A geometric analyze of the symmetry-properties in regular polygons you can search for on the internet. Here I suggest a practical investigation.

Mirror symmetry

Put a frameless mirror perpendicular on a (printed) waterssoundimage, over the centre. Rotate the mirror around (keeping him over the centre). You will notice that, when the mirror is aligned with a radius and/or an apothem, the pattern in and behind the mirror is similar.

Look to the image in the mirror, then over the mirror to the picture behind him. The part before the mirror joined with the part behind is equal to the whole image, the mirror did not change it.

While filming I moved the camera from above the mirror (first image) down, so you can see the mirrored part completing the total picture (second image). Have a look...

In odd polygons two opposite radii are in each others extension, in uneven polygons each radius lies in extension with his opposite apothem. So each radius is a mirror axis, just as every apothem.

So there is reflection-symmetry in all these axes which pass through the center.

*In even polygons *half of these axes are formed by two opposite radii (connecting opposite vertices, a diameter), half by two opposite (extended) apothems (inradii).

*In uneven polygons* all the symmetry-axes are formed by a radius and his opposite apothem, connecting a vertex with the midpoint of the opposite side (and elongated to the circle) .

This means that every n-polygon has n symmetry-axes:

- a digon (2 equal segments) has 2 (not always regarded as a regular polygon,occurs nevertheless in watersoundimages);

- a triangle (equilateral) has 3 reflection-symmetry-axes;

- a square has 4, a regular pentagon 5, a regular hexagon 6, a regular heptagon 7, etcetera.

- In general: an n(poly-)gon has n mirror-symmetry-axes.

When you have observed this concerning the total image, let us look at the single sectors (pizza-peaces): a radius mirrors a sector right on the adjected one, so all the sectors are the same, similar in shape and form. More than in simple regular polygons, this happens to be true for these regular watersoundimages, while also the patterns inside the sectors are identical with those in the other sectors!
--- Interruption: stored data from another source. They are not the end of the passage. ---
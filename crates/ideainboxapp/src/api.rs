//! # API Facade
//!
//! [`InboxApi`] is the session controller: the single entry point every UI
//! drives. It owns the state the capture flow needs and dispatches to the
//! command layer for the actual work.
//!
//! ## Owned State
//!
//! - [`Settings`]: loaded once at construction, replaced only by a successful
//!   [`save_settings`](InboxApi::save_settings). Nothing else reads settings
//!   from storage.
//! - The draft text and its [`DraftDebouncer`].
//! - The [`ViewState`] (`Editing` / `Preview`) and the previewed [`Note`].
//! - The in-flight flag: one `process` at a time.
//!
//! ## State Machine
//!
//! ```text
//!             process ok
//!   Editing ─────────────► Preview ──sync──► Preview (unchanged, ok or not)
//!     ▲  │ process err         │
//!     │  └──► Editing          │ back_to_edit / discard
//!     └────────────────────────┘
//! ```
//!
//! ## What the API Does NOT Do
//!
//! - **Business logic**: enhancement, payload building, and hand-off
//!   reporting live in `commands/*.rs`.
//! - **I/O to the user**: no stdout, prompts, or exit codes.
//! - **Clock reads**: draft timing takes `Instant`s from the caller.
//!
//! ## Generic Over Backend and Enhancer
//!
//! `InboxApi<B: StorageBackend, E: Enhancer>`:
//! - Production: `InboxApi<FsBackend, Box<dyn Enhancer>>`
//! - Testing: `InboxApi<MemBackend, StubEnhancer>`

use crate::commands::{self, CmdResult};
use crate::draft::DraftDebouncer;
use crate::enhance::{Enhancer, LocalEnhancer};
use crate::error::{InboxError, Result};
use crate::handoff::Handoff;
use crate::model::{Note, Settings, ViewState};
use crate::store::backend::StorageBackend;
use crate::store::InboxStore;
use std::time::{Duration, Instant};

pub struct InboxApi<B: StorageBackend, E: Enhancer> {
    store: InboxStore<B>,
    enhancer: E,
    local: LocalEnhancer,
    settings: Settings,
    draft: String,
    debouncer: DraftDebouncer,
    view: ViewState,
    note: Option<Note>,
    in_flight: bool,
}

impl<B: StorageBackend, E: Enhancer> InboxApi<B, E> {
    /// Starts a session: settings and any saved draft are loaded here, once.
    pub fn new(
        store: InboxStore<B>,
        enhancer: E,
        local: LocalEnhancer,
        debounce: Duration,
    ) -> Self {
        let settings = store.load_settings();
        let draft = store.load_draft().unwrap_or_default();
        Self {
            store,
            enhancer,
            local,
            settings,
            draft,
            debouncer: DraftDebouncer::new(debounce),
            view: ViewState::Editing,
            note: None,
            in_flight: false,
        }
    }

    pub fn store(&self) -> &InboxStore<B> {
        &self.store
    }

    pub fn settings(&self) -> &Settings {
        &self.settings
    }

    pub fn draft(&self) -> &str {
        &self.draft
    }

    pub fn view(&self) -> ViewState {
        self.view
    }

    pub fn note(&self) -> Option<&Note> {
        self.note.as_ref()
    }

    pub fn is_processing(&self) -> bool {
        self.in_flight
    }

    // --- draft ---

    /// Records an edit; the write happens on a later [`tick`](Self::tick).
    pub fn edit_draft(&mut self, text: impl Into<String>, now: Instant) {
        self.draft = text.into();
        self.debouncer.edit(self.draft.clone(), now);
    }

    /// Writes the draft if the debounce window has passed.
    pub fn tick(&mut self, now: Instant) -> Result<bool> {
        self.debouncer.poll(now, &self.store)
    }

    pub fn flush_draft(&mut self) -> Result<bool> {
        self.debouncer.flush(&self.store)
    }

    pub fn show_draft(&self) -> CmdResult {
        commands::draft::show(&self.store)
    }

    pub fn draft_location(&self) -> String {
        commands::draft::location(&self.store)
    }

    // --- processing ---

    /// Enhances `raw` and, on success, switches to `Preview`.
    ///
    /// Rejected while another request is in flight. On a validation error the
    /// view stays in `Editing` and the error is returned.
    pub fn process(&mut self, raw: &str) -> Result<CmdResult> {
        if self.in_flight {
            return Err(InboxError::Api(
                "A note is already being processed".to_string(),
            ));
        }

        self.in_flight = true;
        let outcome = commands::process::run(&self.enhancer, &self.local, raw);
        self.in_flight = false;

        let result = outcome?;
        self.note = result.note.clone();
        self.view = ViewState::Preview;
        Ok(result)
    }

    /// Processes the current draft text.
    pub fn process_draft(&mut self) -> Result<CmdResult> {
        let draft = self.draft.clone();
        self.process(&draft)
    }

    /// Leaves the preview; the draft text is kept for further editing.
    pub fn back_to_edit(&mut self) -> CmdResult {
        self.view = ViewState::Editing;
        self.note = None;
        CmdResult::default()
    }

    // --- hand-off ---

    /// Hands the previewed note to `sink`.
    ///
    /// A failed hand-off comes back as an error-level message in the result;
    /// the session state is left untouched either way.
    pub fn sync(&self, sink: &dyn Handoff) -> Result<CmdResult> {
        let note = match (&self.view, &self.note) {
            (ViewState::Preview, Some(note)) => note,
            _ => {
                return Err(InboxError::Api(
                    "Nothing to send: process a note first".to_string(),
                ))
            }
        };
        if !self.settings.can_sync() {
            return Err(InboxError::Api(
                "No collection set: use `settings --collection <name>`".to_string(),
            ));
        }
        Ok(commands::send::run(note, &self.settings, sink))
    }

    // --- settings ---

    /// Persists `settings` and adopts them. On a write error the previous
    /// settings stay in effect.
    pub fn save_settings(&mut self, settings: Settings) -> Result<CmdResult> {
        let result = commands::settings::save(&self.store, &settings)?;
        self.settings = settings;
        Ok(result)
    }

    pub fn show_settings(&self) -> CmdResult {
        commands::settings::show(&self.settings)
    }

    // --- discard ---

    /// Drops the note and the draft (memory and storage) and returns to
    /// `Editing`. Settings are not touched.
    /// On a storage error nothing changes, in memory or on disk.
    pub fn discard(&mut self) -> Result<CmdResult> {
        self.store.clear_draft()?;
        self.debouncer.cancel();
        self.draft.clear();
        self.note = None;
        self.view = ViewState::Editing;
        let mut result = CmdResult::default();
        result.add_message(commands::CmdMessage::info("Draft discarded"));
        Ok(result)
    }
}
Then we notice that one sector is devided by his apothem in two symmetrical peaces, in a watersoundimage included the pattern within!

*Rotation symmetry*

When you cut one sector out of your (on transparent paper) printed watersoundimage, and rotate it (with the center fixed) then it converges on a certain moment with another sector, and you will notice that they are, also in his way, identical, included the inner structures.

It is not self-evident that this rotation-symmetry and the mirror-symmetry coincide: this is because the apothem divide a sector in symmetrical halves.

*Inversion-symmetry*

The center of our images is perhaps an inversion-point, as we discussed on the page about the periodic regularities ... This has to be investigated further.

Eventually you can simulate a few of these actions on your computer, but realize yourself that doing it by your own hands and seeing it happen is the real thing. A computer does this on an other way, a simulation does not give the same experience as when you see it happen with a real mirror.